British chemist (1860–1939)

Arthur Smithells, CMG FRS (24 May 1860 – 24 February 1939) was a British chemist.

==Early life and education==
Smithells was born in Bury, Lancashire on 24 May 1860. His father James Smithells was a railway manager. He was educated at the University of Glasgow and then spent time under Roscoe and Schorlemmer at Owens College, Manchester. He gained his BSc from the University of London, then took supplemental courses in Munich and with Robert Bunsen at Heidelberg University.

==Academic career==
In 1883 Smithells was appointed assistant lecturer at Owens College and on 8 January 1884 was elected to membership of the Manchester Literary and Philosophical Society. Two years later he succeeded Professor Sir Edward Thorpe as professor of chemistry at the Yorkshire College, Leeds, which became the University of Leeds in 1904. Smithells went on to be pro-vice-chancellor at Leeds, a post he held until he retired from his chair as emeritus professor in 1923.

During his career Smithells was honorary educational adviser on home science and household economics to King's College London (appointed 1907), president of the Society of British Gas Industries (1911).

In 1923 he became director of the Salters’ Institute of Industrial Chemistry, a role that involved assessing applications for grants; he remained a director until 1937.

His research was predominantly focused on flames, the process of burning and flame spectroscopy

==Honours==
During the First World War, Smithells was an adviser to the Northern Command, becoming Lieutenant-Colonel-Chief Chemical Adviser (Anti-gas Training) (1916–1919), for which in 1918 he was appointed a Companion of the Order of St Michael and St George (CMG).

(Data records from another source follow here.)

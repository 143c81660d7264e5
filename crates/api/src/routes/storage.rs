//! Storage signed URL API handlers.

use axum::{Router, extract::State, routing::post};
use serde::Deserialize;

use crate::error::ApiError;
use crate::extract::Json;
use crate::response::{ApiSuccess, ok};
use crate::services::storage::{DEFAULT_EXPIRES_IN, SignedUrl, validate_object_path};
use crate::state::AppState;

/// Build the storage router.
pub fn router() -> Router<AppState> {
    Router::new().route("/api/storage/signed-urls", post(signed_urls))
}

/// Request body for issuing signed URLs.
#[derive(Debug, Deserialize)]
#[serde(rename_all = "camelCase")]
pub struct SignedUrlsRequest {
    pub paths: Vec<String>,
    pub expires_in: Option<u64>,
}

/// Issue time-limited signed URLs for a batch of object paths.
///
/// Validation runs before any signing work: an empty `paths` array or a
/// malformed path is rejected with 400.
///
/// # Errors
///
/// Returns a validation error for an empty batch or an invalid path.
pub async fn signed_urls(
    State(state): State<AppState>,
    Json(body): Json<SignedUrlsRequest>,
) -> Result<Json<ApiSuccess<Vec<SignedUrl>>>, ApiError> {
    if body.paths.is_empty() {
        return Err(ApiError::Validation(
            "paths array cannot be empty".to_string(),
        ));
    }
    for path in &body.paths {
        validate_object_path(path).map_err(ApiError::Validation)?;
    }

    let expires_in = body.expires_in.unwrap_or(DEFAULT_EXPIRES_IN);
    let urls = body
        .paths
        .iter()
        .map(|path| state.signer().issue(path, expires_in))
        .collect();

    Ok(ok(urls))
}
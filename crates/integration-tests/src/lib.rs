//! Integration tests for Verdant Market.
//!
//! # Running Tests
//!
//! ```bash
//! # Start the database and run migrations
//! cargo run -p verdant-cli -- migrate
//!
//! # Start the API server
//! cargo run -p verdant-api
//!
//! # Run integration tests
//! cargo test -p verdant-integration-tests -- --ignored
//! ```
//!
//! Tests that need live services are `#[ignore]`d so `cargo test` stays
//! green without them.

/// Base URL for the API (configurable via environment).
#[must_use]
pub fn api_base_url() -> String {
    std::env::var("API_BASE_URL").unwrap_or_else(|_| "http://localhost:4000".to_string())
}

/// Build an HTTP client for API tests.
///
/// # Panics
///
/// Panics if the client cannot be constructed.
#[must_use]
pub fn client() -> reqwest::Client {
    reqwest::Client::builder()
        .build()
        .expect("Failed to create HTTP client")
}

/// Connect directly to the test database, for fixtures the API has no
/// route for (e.g. marking rows soft-deleted).
///
/// # Panics
///
/// Panics if neither `VERDANT_DATABASE_URL` nor `DATABASE_URL` is set, or
/// the connection fails.
pub async fn db_pool() -> sqlx::PgPool {
    let database_url = std::env::var("VERDANT_DATABASE_URL")
        .or_else(|_| std::env::var("DATABASE_URL"))
        .expect("VERDANT_DATABASE_URL or DATABASE_URL must be set");
    sqlx::PgPool::connect(&database_url)
        .await
        .expect("Failed to connect to test database")
}
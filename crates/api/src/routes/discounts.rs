//! Discount API handlers.

use axum::{Router, extract::State, routing::get};
use rust_decimal::Decimal;

use crate::db::DiscountRepository;
use crate::error::ApiError;
use crate::extract::Json;
use crate::models::{Discount, NewDiscount};
use crate::response::{ApiSuccess, ok};
use crate::state::AppState;

/// Build the discounts router.
pub fn router() -> Router<AppState> {
    Router::new().route("/api/discounts", get(list).post(create))
}

/// List non-deleted discounts, newest first.
///
/// # Errors
///
/// Returns an error if the database query fails.
pub async fn list(
    State(state): State<AppState>,
) -> Result<Json<ApiSuccess<Vec<Discount>>>, ApiError> {
    let discounts = DiscountRepository::new(state.pool()).list().await?;
    Ok(ok(discounts))
}

/// Create a discount.
///
/// # Errors
///
/// Returns a validation error for an empty code or out-of-range percentage,
/// a conflict for a duplicate code, or a database error otherwise.
pub async fn create(
    State(state): State<AppState>,
    Json(body): Json<NewDiscount>,
) -> Result<Json<ApiSuccess<Discount>>, ApiError> {
    if body.code.trim().is_empty() {
        return Err(ApiError::Validation("code is required".to_string()));
    }
    if body.percent_off <= Decimal::ZERO || body.percent_off > Decimal::ONE_HUNDRED {
        return Err(ApiError::Validation(
            "percent_off must be between 0 and 100".to_string(),
        ));
    }

    let discount = DiscountRepository::new(state.pool()).create(&body).await?;
    Ok(ok(discount))
}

As well as being a Fellow of the Royal Society (elected 1901, becoming vice-president in 1916), he was also a Fellow of the Institute of Chemistry (elected 1887) serving on the council and holding the posts of vice-president from 1915 to 1917, 1923-1926 and 1930-1933 and President (1927–1930), and was made an Honorary Fellow of the Society for Analytical Chemistry (elected 1927).

==Family==
His son, Philip Ashton Smithells, was a physical educationalist and university professor at the University of Otago in New Zealand.

==Death==
Smithells died on 24 February 1939, aged 78.